Мы с Пашкой быстро разложили раскладушку, благо, стояла она тут же за шкафом, расстелили постель, и внук юркнул под одеяло.
– Ну, что, Паша, будем спать и смотреть сны?
– Дедушка, а ты сны видишь?
– Вижу.
– А я нет. Хотя, вроде бы, и вижу, но когда просыпаюсь, забываю.
– Что значит – «вроде бы»?
– Какие-то картинки остаются.
– У меня тоже такое бывает, просыпаешься и чувствуешь, что твой сон словно уплывает. Некоторые утверждает, что совсем не видят снов, но это не верно. Сны видят все.
– Откуда ты знаешь?
– Ученые этим специально занимались. Человек спит треть своей жизни, представляешь? Существует целая наука о сне.
– И что изучает эта наука? Сны?
– И сон, и сновидения. Сам сон состоит из разных фаз, и только в одной из них бывают сновидения. Фазы чередуются, поэтому за ночь можно увидеть не одно сновидение, а несколько.
– А животные видят сны?
– Конечно, видят, но что они видят, об этом можно только догадываться. Ты замечал, как Мурзик во сне дергает лапами, будто бежит? Может, ему и снится погоня.
– Но откуда же сны берутся? Плохие, хорошие, сны ведь всякие бывают.
– Мозг человека никогда не спит полностью, какой-то его уголок неизменно настороже. И вот он перемалывает то, что в тебе засело, то, что случилось днем или вчера, или позавчера, и даже год назад, если это тебя волнует. Все это хранится в особой кладовой мозга, которую называют подсознанием. Сновидения – зеркало души человека. Там все как будто в жизни: мы видим цвета, слышим звуки, ощущаем холод или жару, даже вкус и запах, а также покой, боль и радость. Мы бегаем, прыгаем, летаем, целуемся, и все это кажется очень реальным. Это работает наше подсознание, помогая освободиться от нервного напряжения, накопленного за день.
– А вещие сны бывают?
– Бывают. Если только мы поймем, что они вещие. Подсознание очень чутко реагирует на нашу тревогу. Эта тревога только-только зародилась в нас, потому что вскользь мы что-то услышали или увидели, но внимания на это не обратили. Потому наше сознание еще молчит, а подсознание реагирует, дает знак во сне. Но в какую форму облечь тревогу, как ее показать, подсознание не знает. Поэтому часто мы не обращаем внимания на сны-предупреждения. А бывают сны о будущем, каким воспринимает его наше сознание, то есть можно увидеть во сне свою мечту. Но гораздо чаще мы видим настоящее или прошедшее.
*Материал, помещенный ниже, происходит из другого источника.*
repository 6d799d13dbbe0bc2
//! Main memory tests.

use lc3bsim_core::common::LoadError;
use lc3bsim_core::core::control::signals::DataSize;
use lc3bsim_core::sim::loader::ProgramImage;
use lc3bsim_core::soc::memory::Memory;

#[test]
fn starts_zeroed() {
    let memory = Memory::new();
    assert_eq!(memory.len_words(), 0x8000);
    assert_eq!(memory.word(0), 0);
    assert_eq!(memory.word(0x7FFF), 0);
}

#[test]
fn word_access_is_little_endian_by_lane() {
    let mut memory = Memory::new();
    memory.write(0x3000, 0xABCD, DataSize::Word);
    assert_eq!(memory.lanes(0x1800), [0xCD, 0xAB]);
    assert_eq!(memory.read(0x3000, DataSize::Word), 0xABCD);
    // Bit 0 is ignored for word accesses.
    assert_eq!(memory.read(0x3001, DataSize::Word), 0xABCD);
}

#[test]
fn byte_reads_sign_extend_the_selected_lane() {
    let mut memory = Memory::new();
    memory.write(0x3000, 0x807F, DataSize::Word);
    assert_eq!(memory.read(0x3000, DataSize::Byte), 0x007F);
    assert_eq!(memory.read(0x3001, DataSize::Byte), 0xFF80);
}

#[test]
fn byte_writes_touch_one_lane() {
    let mut memory = Memory::new();
    memory.write(0x3000, 0x1234, DataSize::Word);
    memory.write(0x3001, 0x00EE, DataSize::Byte);
    assert_eq!(memory.word(0x1800), 0xEE34);
    memory.write(0x3000, 0xFF11, DataSize::Byte);
    assert_eq!(memory.word(0x1800), 0xEE11);
}

#[test]
fn loads_an_image_at_its_word_address() {
    let mut memory = Memory::new();
    let image = ProgramImage {
        load_address: 0x3000,
        words: vec![0x5020, 0x1025],
    };
    memory.load_image(&image).unwrap();
    assert_eq!(memory.word(0x1800), 0x5020);
    assert_eq!(memory.word(0x1801), 0x1025);
}

#[test]
fn rejects_an_image_past_the_end() {
    let mut memory = Memory::new();
    let image = ProgramImage {
        load_address: 0xFFFE,
        words: vec![1, 2],
    };
    let err = memory.load_image(&image).unwrap_err();
    assert!(matches!(
        err,
        LoadError::ProgramTooLong {
            base: 0x7FFF,
            words: 2
        }
    ));
    assert_eq!(memory.word(0x7FFF), 0);
}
– Расскажи про свои сны, дедушка?
– Устраивайся поудобней, накройся одеялом, подушку повыше подтяни. Все сделал, ну тогда слушай. Очень часто в последнее время я вижу один и тот же сон. В этом сне я летаю.
– На самолете?
– Да нет.
– На ковре-самолете, как Хоттабыч?
– Не перебивай, Паша. Ни на чем таком я не летаю, ни на самолете, ни на ракете, ни даже на ковре-самолете. Но как будто смотрю я на землю сверху и не с одной точки, а кружусь над большим-пребольшим участком, над зеленым морем кедрово-сосновых зарослей, заполнивших эти благословенные места, над каменистым и крутым Красным Яром, над желтыми, отлогими берегами реки Илима, над лугами и пашнями. И видно мне сверху деревню моего детства Погодаеву, что когда-то стояла на Илиме. Вижу пионерский лагерь в трех километрах от деревни на другой шустрой таежной речке Тушаме.
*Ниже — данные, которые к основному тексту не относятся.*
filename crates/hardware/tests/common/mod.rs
//! Shared test infrastructure.
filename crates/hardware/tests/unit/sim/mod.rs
pub mod dump;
Как птица, парю и сверху все отчетливо вижу. Вот ясно вижу, как стайка ребят бежит по тропинке из деревни в пионерский лагерь. Среди них узнаю себя. Конечно же, это я!
– Дедушка, ты мне сказку рассказываешь? Как можно летать неизвестно на чем и сверху видеть себя?
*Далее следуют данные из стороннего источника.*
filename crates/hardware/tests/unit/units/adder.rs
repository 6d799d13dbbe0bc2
//! Address adder tests.

use lc3bsim_core::core::control::signals::{Addr1Mux, Addr2Mux};
use lc3bsim_core::core::units::AddressAdder;
use rstest::rstest;

use crate::common::fixtures::{WordBuilder, latches};

#[rstest]
#[case(0x0FFF, Addr2Mux::Zero, true, 0x0000)]
#[case(0x003F, Addr2Mux::Offset6, false, 0xFFFF)]
#[case(0x001F, Addr2Mux::Offset6, true, 0x003E)]
#[case(0x01FF, Addr2Mux::PcOffset9, true, 0xFFFE)]
#[case(0x0003, Addr2Mux::PcOffset9, true, 0x0006)]
#[case(0x0400, Addr2Mux::PcOffset11, false, 0xFC00)]
#[case(0x0002, Addr2Mux::PcOffset11, true, 0x0004)]
fn selects_offset(
    #[case] ir: u16,
    #[case] select: Addr2Mux,
    #[case] lshf1: bool,
    #[case] want: u16,
) {
    assert_eq!(AddressAdder::offset(ir, select, lshf1), want);
}

#[test]
fn pc_relative() {
    let mut word = WordBuilder::new().build();
    word.addr1mux = Addr1Mux::Pc;
    word.addr2mux = Addr2Mux::PcOffset9;
    word.lshf1 = true;
    // LEA R2, #3
    let mut l = latches(word, 0xE403);
    l.pc = 0x300E;
    assert_eq!(AddressAdder::evaluate(&l), 0x3014);
}

#[test]
fn base_plus_offset_wraps() {
    let mut word = WordBuilder::new().build();
    word.addr1mux = Addr1Mux::BaseR;
    word.addr2mux = Addr2Mux::Offset6;
    // LDB R2, R1, #1
    let mut l = latches(word, 0x2441);
    l.regs.write(1, 0xFFFF);
    assert_eq!(AddressAdder::evaluate(&l), 0x0000);
}
//! Error definitions.
//!
//! Errors fall into two tiers:
//! 1. **Configuration time:** [`LoadError`] and [`ConfigError`]. The simulator cannot be
//!    built from bad inputs, so callers treat these as fatal.
//! 2. **Run time:** [`SimError`]. A microinstruction asked the datapath for something the
//!    hardware does not define. The cycle is abandoned before any latch is committed.

use std::io;
use std::path::PathBuf;

use thiserror::Error;

use crate::core::datapath::bus::BusDriver;

/// Undefined datapath behaviour detected while evaluating a cycle.
#[derive(Debug, Clone, PartialEq, Eq, Error)]
pub enum SimError {
    /// More than one gate-enable was asserted in the same microinstruction.
    #[error("bus contention in state {state}: {drivers:?} gated onto the bus together")]
    BusContention {
        /// State number of the offending microinstruction.
        state: u8,
        /// Every driver whose gate was asserted.
        drivers: Vec<BusDriver>,
    },

    /// A register loads from the bus but no unit drives it.
    #[error("state {state} latches from the bus but no unit drives it")]
    UndrivenBus {
        /// State number of the offending microinstruction.
        state: u8,
    },

    /// The shifter was gated with the reserved mode `IR[5:4] = 10`.
    #[error("reserved shifter mode in IR {ir:#06x} (state {state})")]
    ReservedShiftMode {
        /// State number of the offending microinstruction.
        state: u8,
        /// Instruction register contents.
        ir: u16,
    },
}

/// Failure while reading the microprogram or a program image.
#[derive(Debug, Error)]
pub enum LoadError {
    /// The file could not be opened or read.
    #[error("can't open {}: {source}", path.display())]
    Io {
        /// Path that failed.
        path: PathBuf,
        /// Underlying I/O error.
        #[source]
        source: io::Error,
    },

    /// The microprogram has fewer rows than the control store.
    #[error("too few lines ({found}) in micro-code file")]
    TooFewLines {
        /// Number of rows actually present.
        found: usize,
    },

    /// A microprogram row ended before all control bits were read.
    #[error("too few control bits in micro-code line {line}")]
    ShortLine {
        /// Zero-based row number.
        line: usize,
    },

    /// A microprogram row contains something other than `0` or `1`.
    #[error("unknown value {found:?} in micro-code line {line}, bit {bit}")]
    InvalidBit {
        /// Zero-based row number.
        line: usize,
        /// Zero-based bit position.
        bit: usize,
        /// Offending character.
        found: char,
    },

    /// A multi-bit selector holds a value the datapath does not define.
    #[error("reserved {field} value {value} in micro-code line {line}")]
    ReservedField {
        /// Zero-based row number.
        line: usize,
        /// Control field name.
        field: &'static str,
        /// Decoded field value.
        value: u8,
    },

    /// The program image has no load address.
    #[error("program file is empty")]
    EmptyProgram,

    /// A program token is not a 16-bit hex number.
    #[error("invalid hex word {token:?} at token {index}")]
    InvalidWord {
        /// Offending token.
        token: String,
        /// Zero-based token index.
        index: usize,
    },

    /// The program image does not fit in memory.
    #[error("program is too long to fit in memory ({words} words from word address {base:#06x})")]
    ProgramTooLong {
        /// First word address of the image.
        base: usize,
        /// Number of words in the image.
        words: usize,
    },
}

/// Invalid simulator configuration.
#[derive(Debug, Error)]
pub enum ConfigError {
    /// The configuration file could not be read.
    #[error("can't read config {}: {source}", path.display())]
    Io {
        /// Path that failed.
        path: PathBuf,
        /// Underlying I/O error.
        #[source]
        source: io::Error,
    },

    /// The configuration is not valid JSON for [`Config`](crate::config::Config).
    #[error("malformed config: {0}")]
    Parse(#[from] serde_json::Error),

    /// The initial state does not index the control store.
    #[error("initial state {0} is outside the control store (0..64)")]
    InitialState(u8),

    /// The memory latency leaves no cycle between ready and completion.
    #[error("memory access must take at least 2 cycles, got {0}")]
    AccessCycles(u32),
}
– Во сне можно увидеть и не такое. Каждый сон – это сказка. Ну, где я увижу сейчас родную деревню. Ее давно нет и место, где она стояла, покрыто водой. Причем глубина огромная – шестьдесят метров.
– Ого, дедушка, а что случилось? Почему вода затопила деревню?
– Это, Паша, отдельный разговор: про море, про исчезновение деревень. Я тебе свой сон рассказываю, будешь слушать?
– Буду.
– Ну, вот и славно. В моем сне я всегда примечаю поляну перед деревней. Это место игр, встреч, увеселений, празднеств, общественных собраний и гуляний по самому разному поводу. Мы, пацаны, играли здесь в лапту, взрослые – в городки. Поляна – большая, место – красивое. Осенью и весной здесь жгли костры. Иной раз пламя поднималось очень высоко, летели искры в небо, словно настоящий фейерверк. Во всяком случае, все деревенские люди здесь собирались и радовались этому огню не меньше, чем в городе какому-нибудь салюту. А зимой с этой поляны гоняли вниз к речке на санях. Нет, не на санках, какие у нас в сарае стоят, а на больших санях, на которых лошадьми возили грузы. Отпрягалась лошадь, убирались оглобли, сначала девчата в них садились, парни толкали сани сзади, запрыгивали в последний момент, и все вместе весело летели с угора до середины реки. Вот было радости.
Эта замечательная поляна была местом встреч, любовных свиданий. Отсюда же уезжали на покосы. Обойти, объехать эту поляну – невозможно. Откуда бы ни возвращались, она на пути, а дошли до нее, значит, уже дома. Ее никогда не распахивали, и там всегда росла густая зеленая трава. Ты знаешь, я столько повидал в жизни, а такой красоты не встречал.
– Миша! О чем ты говоришь с внуком? Какие любовные свидания? Паше девять лет, разве ему нужны такие разговоры?
– Ниночка, мы ведем беседы про сны.
– Ну, раз про сны, тогда гасите свет и спите, уже поздно.
– Видишь, Паша, как бабушка сурово с нами поступает. Но она права, время позднее. Давай спать, завтра нас ждет суббота, я буду с тобой, и мы найдем время поговорить обо всем на свете.
– Вот так всегда, как интересный разговор, так – спать.
– Хорошо, мои родные, – сказала бабушка. – Пять минут вам на окончание разговоров.
– Ну что ж, попробуем управиться. Знаешь, Паша, что я еще всегда вижу в этом сне? Реку Илим! Сейчас она известна всему миру, а когда я был маленьким, о ней знали лишь наши таежные деревни, что стояли по ее берегам. Со временем, как повзрослел, я понял, что для меня это лучшее место на свете. Там прошло мое детство.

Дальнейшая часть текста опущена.